Saved entries:
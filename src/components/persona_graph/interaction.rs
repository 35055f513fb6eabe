//! Pointer-driven interaction state and its transitions.
//!
//! The flags are orthogonal. Each transition reports which recomputation tier it
//! needs: hover, selection and zoom only restyle the scene, expanding or collapsing
//! a cluster changes the laid-out node set and re-runs placement.

use std::collections::BTreeSet;

use log::debug;

use super::placement::Layout;
use super::policy::LayoutConfig;
use super::types::Forest;

/// Raw interaction, already resolved to a node or the empty canvas by hit testing.
#[derive(Clone, Debug, PartialEq)]
pub enum InteractionEvent {
	/// Pointer moved onto a node.
	PointerEnter(String),
	/// Pointer left every node.
	PointerLeave,
	/// Click on a node body.
	ClickNode(String),
	/// Click on the cluster badge of a node.
	ClickClusterBadge(String),
	/// Click on empty canvas.
	ClickCanvas,
	/// Double click on empty canvas.
	DoubleClickCanvas,
	/// New zoom factor from the view transform.
	Zoom(f64),
	/// The "show all details" toggle.
	SetShowAllDetails(bool),
}

/// Outbound notifications for collaborators outside the engine.
#[derive(Clone, Debug, PartialEq, Eq)]
pub enum SceneEvent {
	/// A node was selected; the detail panel should show it.
	NodeActivated {
		/// The selected node.
		node_id: String,
	},
	/// The renderer should re-center and fit the view.
	Recenter,
}

/// How much of the pipeline a transition invalidates.
#[derive(Clone, Copy, Debug, PartialEq, Eq, PartialOrd, Ord)]
pub enum Recompute {
	/// Nothing changed.
	Nothing,
	/// Visibility and edge styling must be re-evaluated.
	Presentation,
	/// The laid-out node set changed; placement must re-run.
	Structure,
}

/// Result of applying one event.
#[derive(Clone, Debug, PartialEq)]
pub struct Transition {
	/// Pipeline tier to re-run.
	pub recompute: Recompute,
	/// Notifications to forward.
	pub events: Vec<SceneEvent>,
}

impl Transition {
	fn quiet(recompute: Recompute) -> Self {
		Self {
			recompute,
			events: Vec::new(),
		}
	}
}

/// Selection, hover, cluster expansion, zoom and the detail toggle.
#[derive(Clone, Debug, PartialEq)]
pub struct InteractionState {
	/// Selected node.
	pub selected: Option<String>,
	/// Node under the pointer.
	pub hovered: Option<String>,
	/// Parents whose cluster the user opened.
	pub expanded: BTreeSet<String>,
	/// Current zoom factor.
	pub zoom: f64,
	/// Show every detail node regardless of hover or selection.
	pub show_all_details: bool,
}

impl InteractionState {
	/// Initial state: nothing selected, hovered or expanded, default zoom.
	pub fn new(config: &LayoutConfig) -> Self {
		Self {
			selected: None,
			hovered: None,
			expanded: BTreeSet::new(),
			zoom: config.default_zoom.clamp(config.min_zoom, config.max_zoom),
			show_all_details: false,
		}
	}

	/// Whether `id` is hovered or selected.
	pub fn is_focus(&self, id: &str) -> bool {
		self.hovered.as_deref() == Some(id) || self.selected.as_deref() == Some(id)
	}

	/// Applies one event.
	pub fn apply(&mut self, event: InteractionEvent, config: &LayoutConfig) -> Transition {
		match event {
			InteractionEvent::PointerEnter(id) => {
				if self.hovered.as_deref() == Some(id.as_str()) {
					return Transition::quiet(Recompute::Nothing);
				}
				self.hovered = Some(id);
				Transition::quiet(Recompute::Presentation)
			}
			InteractionEvent::PointerLeave => match self.hovered.take() {
				Some(_) => Transition::quiet(Recompute::Presentation),
				None => Transition::quiet(Recompute::Nothing),
			},
			InteractionEvent::ClickNode(id) => {
				if self.selected.as_deref() == Some(id.as_str()) {
					self.selected = None;
					return Transition::quiet(Recompute::Presentation);
				}
				self.selected = Some(id.clone());
				Transition {
					recompute: Recompute::Presentation,
					events: vec![SceneEvent::NodeActivated { node_id: id }],
				}
			}
			InteractionEvent::ClickClusterBadge(id) => {
				if !self.expanded.remove(&id) {
					self.expanded.insert(id);
				}
				Transition::quiet(Recompute::Structure)
			}
			InteractionEvent::ClickCanvas => match self.selected.take() {
				Some(_) => Transition::quiet(Recompute::Presentation),
				None => Transition::quiet(Recompute::Nothing),
			},
			InteractionEvent::DoubleClickCanvas => Transition {
				recompute: Recompute::Nothing,
				events: vec![SceneEvent::Recenter],
			},
			InteractionEvent::Zoom(zoom) => {
				let zoom = if zoom.is_finite() {
					zoom.clamp(config.min_zoom, config.max_zoom)
				} else {
					self.zoom
				};
				if zoom == self.zoom {
					return Transition::quiet(Recompute::Nothing);
				}
				self.zoom = zoom;
				Transition::quiet(Recompute::Presentation)
			}
			InteractionEvent::SetShowAllDetails(show) => {
				if show == self.show_all_details {
					return Transition::quiet(Recompute::Nothing);
				}
				self.show_all_details = show;
				Transition::quiet(Recompute::Presentation)
			}
		}
	}

	/// Drops references to nodes that no longer exist or are no longer laid out.
	/// Returns whether anything was cleared.
	pub fn prune(&mut self, forest: &Forest, layout: &Layout) -> bool {
		let before = self.expanded.len();
		self.expanded.retain(|id| forest.contains(id));
		let mut changed = self.expanded.len() != before;

		for (slot, kind) in [(&mut self.selected, "selection"), (&mut self.hovered, "hover")] {
			if slot.as_deref().is_some_and(|id| !layout.contains(id)) {
				debug!("clearing stale {kind} {:?}", slot);
				*slot = None;
				changed = true;
			}
		}
		changed
	}

	/// Clears hover and selection that point at a node no longer drawn.
	/// Returns whether anything was cleared.
	pub fn drop_hidden(&mut self, is_visible: impl Fn(&str) -> bool) -> bool {
		let mut changed = false;
		for (slot, kind) in [(&mut self.selected, "selection"), (&mut self.hovered, "hover")] {
			if slot.as_deref().is_some_and(|id| !is_visible(id)) {
				debug!("clearing {kind} {:?}: node is hidden", slot);
				*slot = None;
				changed = true;
			}
		}
		changed
	}
}

#[cfg(test)]
mod tests {
	use super::*;

	fn state() -> (InteractionState, LayoutConfig) {
		let config = LayoutConfig::default();
		(InteractionState::new(&config), config)
	}

	#[test]
	fn test_initial_state() {
		let (s, config) = state();
		assert_eq!(s.selected, None);
		assert_eq!(s.hovered, None);
		assert!(s.expanded.is_empty());
		assert!(!s.show_all_details);
		assert_eq!(s.zoom, config.default_zoom);
	}

	#[test]
	fn test_hover_is_presentation_only() {
		let (mut s, config) = state();
		let t = s.apply(InteractionEvent::PointerEnter("a".into()), &config);
		assert_eq!(t.recompute, Recompute::Presentation);
		assert_eq!(s.hovered.as_deref(), Some("a"));
		let again = s.apply(InteractionEvent::PointerEnter("a".into()), &config);
		assert_eq!(again.recompute, Recompute::Nothing);
		let left = s.apply(InteractionEvent::PointerLeave, &config);
		assert_eq!(left.recompute, Recompute::Presentation);
		assert_eq!(s.hovered, None);
	}

	#[test]
	fn test_click_toggles_selection_and_activates() {
		let (mut s, config) = state();
		let t = s.apply(InteractionEvent::ClickNode("story".into()), &config);
		assert_eq!(
			t.events,
			vec![SceneEvent::NodeActivated {
				node_id: "story".into()
			}]
		);
		assert_eq!(s.selected.as_deref(), Some("story"));
		let t = s.apply(InteractionEvent::ClickNode("story".into()), &config);
		assert!(t.events.is_empty());
		assert_eq!(s.selected, None);
	}

	#[test]
	fn test_badge_click_toggles_expansion_structurally() {
		let (mut s, config) = state();
		let t = s.apply(InteractionEvent::ClickClusterBadge("angle".into()), &config);
		assert_eq!(t.recompute, Recompute::Structure);
		assert!(s.expanded.contains("angle"));
		s.apply(InteractionEvent::ClickClusterBadge("angle".into()), &config);
		assert!(s.expanded.is_empty());
	}

	#[test]
	fn test_canvas_clicks() {
		let (mut s, config) = state();
		s.apply(InteractionEvent::ClickNode("a".into()), &config);
		let t = s.apply(InteractionEvent::ClickCanvas, &config);
		assert_eq!(t.recompute, Recompute::Presentation);
		assert_eq!(s.selected, None);
		let t = s.apply(InteractionEvent::DoubleClickCanvas, &config);
		assert_eq!(t.recompute, Recompute::Nothing);
		assert_eq!(t.events, vec![SceneEvent::Recenter]);
	}

	#[test]
	fn test_zoom_is_clamped() {
		let (mut s, config) = state();
		s.apply(InteractionEvent::Zoom(100.0), &config);
		assert_eq!(s.zoom, config.max_zoom);
		s.apply(InteractionEvent::Zoom(0.0), &config);
		assert_eq!(s.zoom, config.min_zoom);
		let t = s.apply(InteractionEvent::Zoom(f64::NAN), &config);
		assert_eq!(t.recompute, Recompute::Nothing);
		assert_eq!(s.zoom, config.min_zoom);
	}

	#[test]
	fn test_drop_hidden_clears_focus() {
		let (mut s, config) = state();
		s.apply(InteractionEvent::PointerEnter("detail".into()), &config);
		s.apply(InteractionEvent::ClickNode("story".into()), &config);
		assert!(s.drop_hidden(|id| id != "detail"));
		assert_eq!(s.hovered, None);
		assert_eq!(s.selected.as_deref(), Some("story"));
		assert!(!s.drop_hidden(|_| true));
	}

	#[test]
	fn test_detail_toggle() {
		let (mut s, config) = state();
		let t = s.apply(InteractionEvent::SetShowAllDetails(true), &config);
		assert_eq!(t.recompute, Recompute::Presentation);
		let t = s.apply(InteractionEvent::SetShowAllDetails(true), &config);
		assert_eq!(t.recompute, Recompute::Nothing);
	}
}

## Task goal
Every line from the first entry to the line containing "applying one event." should be transcribed exactly, and nothing beyond it.

## Result for this task
filename src/components/persona_graph/interaction.rs
repository 35055f513fb6eabe
//! Pointer-driven interaction state and its transitions.
//!
//! The flags are orthogonal. Each transition reports which recomputation tier it
//! needs: hover, selection and zoom only restyle the scene, expanding or collapsing
//! a cluster changes the laid-out node set and re-runs placement.

use std::collections::BTreeSet;

use log::debug;

use super::placement::Layout;
use super::policy::LayoutConfig;
use super::types::Forest;

/// Raw interaction, already resolved to a node or the empty canvas by hit testing.
#[derive(Clone, Debug, PartialEq)]
pub enum InteractionEvent {
	/// Pointer moved onto a node.
	PointerEnter(String),
	/// Pointer left every node.
	PointerLeave,
	/// Click on a node body.
	ClickNode(String),
	/// Click on the cluster badge of a node.
	ClickClusterBadge(String),
	/// Click on empty canvas.
	ClickCanvas,
	/// Double click on empty canvas.
	DoubleClickCanvas,
	/// New zoom factor from the view transform.
	Zoom(f64),
	/// The "show all details" toggle.
	SetShowAllDetails(bool),
}

/// Outbound notifications for collaborators outside the engine.
#[derive(Clone, Debug, PartialEq, Eq)]
pub enum SceneEvent {
	/// A node was selected; the detail panel should show it.
	NodeActivated {
		/// The selected node.
		node_id: String,
	},
	/// The renderer should re-center and fit the view.
	Recenter,
}

/// How much of the pipeline a transition invalidates.
#[derive(Clone, Copy, Debug, PartialEq, Eq, PartialOrd, Ord)]
pub enum Recompute {
	/// Nothing changed.
	Nothing,
	/// Visibility and edge styling must be re-evaluated.
	Presentation,
	/// The laid-out node set changed; placement must re-run.
	Structure,
}

/// Result of applying one event.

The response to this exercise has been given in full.